Pascal Bouaziz : le bonheur en less
Toujours moins ! Telle semble être la ligne directrice de l’album chroniqué dans ces lignes. Normal quand l’œuvre en question s’intitule Haïkus, du nom de ces poèmes japonais qui érigent la concision et l’épure en but ultime. Plus étonnant quand on découvre que son auteur est Pascal Bouaziz, tête pensante du groupe de rock arty Mendelson, dont le dernier triple album viscéral comportait, entre autres, une chanson de 54 minutes ! Bonjour le contraste…
Enregistré dans les conditions du direct, sans multiplication des pistes ou bidouillage en studio, avec le minimum d’instruments (guitares, percussion et piano discret, c’est bien assez comme ça !), tout vise à la simplicité musicale et à la sobriété. Une parenthèse enchantée dans le monde déraisonnable qu’est devenu le nôtre, un espace de détente et de calme au sein de l’océan déchaîné. Tel un manifeste, l’album ne s’ouvre pas par hasard sur cette constatation « De toutes ces voix ne m’arrive que du bruit », tandis que claqueront plus tard, en réponse au vain tourbillon des réseaux sociaux, ces simples mots « Cessez d’écrire s’il vous plaît, je ne suis pas curieux de vous connaître ».
Allant de pair avec cette épure musicale parfaitement maîtrisée, les textes de Pascal Bouaziz, tout en retenue et laconisme, vont droit au but, sans fioritures inutiles, touchant directement à l’os de l’urgence et de l’émotion nue.
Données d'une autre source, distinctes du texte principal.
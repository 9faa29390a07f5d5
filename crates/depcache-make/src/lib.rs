//! Incremental recompilation: decides which unchanged classes must be rebuilt
//! after a round of compilation

pub mod collaborators;
pub mod config;
mod constants;
pub mod dependency_cache;
mod processor;
pub mod reader;


pub use collaborators::{
    BuildContext, ClassReader, LibraryMethod, MethodPattern, NoSourceSearch, OutputDirContext, SourceSearcher,
    UsageTarget,
};
pub use config::{ConfigError, MakeConfig, PropagationConfig, StoreConfig, CONFIG_FILE};
pub use dependency_cache::{DependencyCache, RoundState};
pub use reader::JsonClassReader;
En quelques vers décharnés, tout est dit : les craintes de l’avenir (« Avec la peur ancienne / Avec la peur nouvelle / Reste dans la lumière »), les difficultés de couple (« On a dansé ensemble / On a dansé ensemble trop longtemps / Ta main je m’en souviens dans mon dos / D’autres corps nous réchaufferont peut-être »), l’espoir relatif (« Parfois je me laisse aller avec toi / Je baisse la garde / Tu me ferais presque croire en l’être humain »), le désenchantement sarcastique (« Tu me serres la main mais préférerais me mettre ton pied dans la gueule / Je te serre la main mais préférerais la découper au Laguiole / Ô miracle de la vie civilisée »)… Pas un poil de gras, que de l’essentiel, de la précision, du dépouillement. De la beauté.
Passer à côté de ce disque magistral, c’est se priver d’une accalmie salutaire, d’un éclat de lumière, d’un souffle fragile de bonheur. Ce serait également manquer une œuvre vers laquelle on aura plaisir – ou besoin – de retourner dans les périodes plus ardues. Y en-a-t-il tant que cela ?
Est-il encore besoin d’en rajouter davantage ? À quoi bon en effet verser dans la logorrhée dithyrambique pour parler d’une œuvre aussi resserrée ? Laissons plutôt le mot de la fin à l’artiste : « Les choses les plus belles qu’on dit, on les dit en chuchotant ».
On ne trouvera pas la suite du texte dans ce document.